DPR Minta Kemenag Optimalkan Koordinasi Lintas K/L terkait Dana Abadi Pesantren

Jakarta (Kemenag) --- Pemerintah telah menerbitkan Peraturan Presiden Nomor 82 tahun 2021 tentang Pendanaan Penyelenggaraan Pesantren. Komisi VIII DPR meminta Kementerian Agama untuk mengoptimalkan koordinasi dengan kementerian dan lembaga (K/L) terkait, dalam implementasi dana abadi pesantren.

Hal ini menjadi salah satu poin kesimpulan dalam Rapat Dengar Pendapat (RDP) antara Komisi VIII dengan seluruh pejabat Eselon I Kementerian Agama. RDP dipimpin Wakil Ketua Komisi VIII DPR Ace Hasan Syadzily dan dihadiri anggota komisi. Hadir, Sekjen Kemenag Nizar bersama 10 pimpinan unit eselon I Kementerian Agama.
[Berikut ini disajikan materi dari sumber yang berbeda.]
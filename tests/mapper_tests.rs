use glam::Vec2;
use simbox::mapper::{self, OriginAnchor, OriginPolicy};
use simbox::surface::{CanvasSurface, HeightPolicy};

fn surface() -> CanvasSurface {
    CanvasSurface::from_container(800.0, HeightPolicy::Fixed(500.0), 1.0)
}

#[test]
fn test_screen_policy_is_the_identity() {
    let surface = surface();
    let point = Vec2::new(123.0, 456.0);
    assert_eq!(mapper::to_sim(point, &surface, OriginPolicy::SCREEN), point);
    assert_eq!(mapper::to_screen(point, &surface, OriginPolicy::SCREEN), point);
}

#[test]
fn test_centered_policy_shifts_the_origin() {
    let surface = surface();
    // Canvas center maps to the simulation origin, y still grows downward.
    assert_eq!(
        mapper::to_sim(Vec2::new(400.0, 250.0), &surface, OriginPolicy::CENTERED),
        Vec2::ZERO,
    );
    assert_eq!(
        mapper::to_sim(Vec2::new(400.0, 300.0), &surface, OriginPolicy::CENTERED),
        Vec2::new(0.0, 50.0),
    );
}

#[test]
fn test_math_policy_flips_y_and_scales() {
    let surface = surface();
    let policy = OriginPolicy::math(40.0);
    // One unit above the origin is 40 px up the screen.
    assert_eq!(
        mapper::to_screen(Vec2::new(0.0, 1.0), &surface, policy),
        Vec2::new(400.0, 210.0),
    );
    assert_eq!(
        mapper::to_sim(Vec2::new(440.0, 250.0), &surface, policy),
        Vec2::new(1.0, 0.0),
    );
}

#[test]
fn test_custom_policy_composes_anchor_flip_and_scale() {
    let surface = surface();
    let policy = OriginPolicy {
        anchor: OriginAnchor::TopLeft,
        y_up: true,
        pixels_per_unit: 10.0,
    };
    assert_eq!(
        mapper::to_sim(Vec2::new(100.0, 200.0), &surface, policy),
        Vec2::new(10.0, -20.0),
    );
    assert_eq!(
        mapper::to_screen(Vec2::new(10.0, -20.0), &surface, policy),
        Vec2::new(100.0, 200.0),
    );
}

#[test]
fn test_round_trip_for_every_policy() {
    let surface = surface();
    let policies = [
        OriginPolicy::SCREEN,
        OriginPolicy::CENTERED,
        OriginPolicy::math(40.0),
        OriginPolicy::math(2.0),
    ];
    let point = Vec2::new(137.5, 411.25);
    for policy in policies {
        let round_trip = mapper::to_screen(mapper::to_sim(point, &surface, policy), &surface, policy);
        assert!(
            round_trip.distance(point) < 1e-3,
            "round trip moved {point:?} to {round_trip:?} under {policy:?}",
        );
    }
}

#[test]
fn test_points_outside_the_canvas_still_map() {
    let surface = surface();
    // Mapping is total: out-of-canvas pointer positions produce out-of-range
    // coordinates rather than failing.
    let outside = Vec2::new(-50.0, 900.0);
    let sim = mapper::to_sim(outside, &surface, OriginPolicy::math(40.0));
    assert!(sim.x.is_finite() && sim.y.is_finite());
    assert_eq!(mapper::to_screen(sim, &surface, OriginPolicy::math(40.0)), outside);
}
RDP ini mengagendakan evaluasi pelaksanaan anggaran tahun 2021. 

"Komisi VIII DPR RI juga meminta Sekjen dan Dirjen Pendidikan Islam Kemenag RI mengoptimalkan koordinasi dengan kementerian/lembaga dalam pelaksanaan Perpres Nomor 82 tahun 2021 tentang pendanaan penyelenggaraan pesantren, khususnya mengenai implementasi dana abadi pesantren agar dapat dijalankan sehingga dapat meningkatkan kualitas pendidikan pesantren," kata Ace Hasan Syadzily saat membacakan simpulan rapat, Senin (27/9/2021).

Selanjutnya, lanjut Ace, Komisi VIII DPR RI meminta para pejabat eselon I Kemenag untuk menindaklanjuti masukan pimpinan dan anggota komisi VIII DPR RI terkait pengalokasian anggaran bantuan rehabilitasi sarana prasarana pendidikan keagamaan dan tempat ibadah yang terdampak bencana alam. Kemenag juga diminta meningkatkan pengawasan dalam pembangunan Pusat Layanan Haji dan Umrah Terpadu (PLHUT) sehingga penyelesaiannya sesuai dengan tengat waktu yang direncanakan.

Terkait evaluasi pelaksanaan anggaran, Komisi VIII DPR RI dapat memahami progres laporan yang disampaikan Kementerian Agama sampai dengan 27 September 2021. “Komisi VIII DPR RI meminta para pejabat eselon I Kemenag untuk meningkatkan serapan anggaran di tiap satuan kerja terutama dalam pencapaian program prioritas yang telah dicanangkan," jelas Ace.

Kesimpulan RDP ini kemudian ditandatangani oleh Pimpinan Komisi VIII DRI RI Ace Hasan Syadzily, Sekjen Kemenag Nizar serta seluruh pejabat eselon I Kemenag.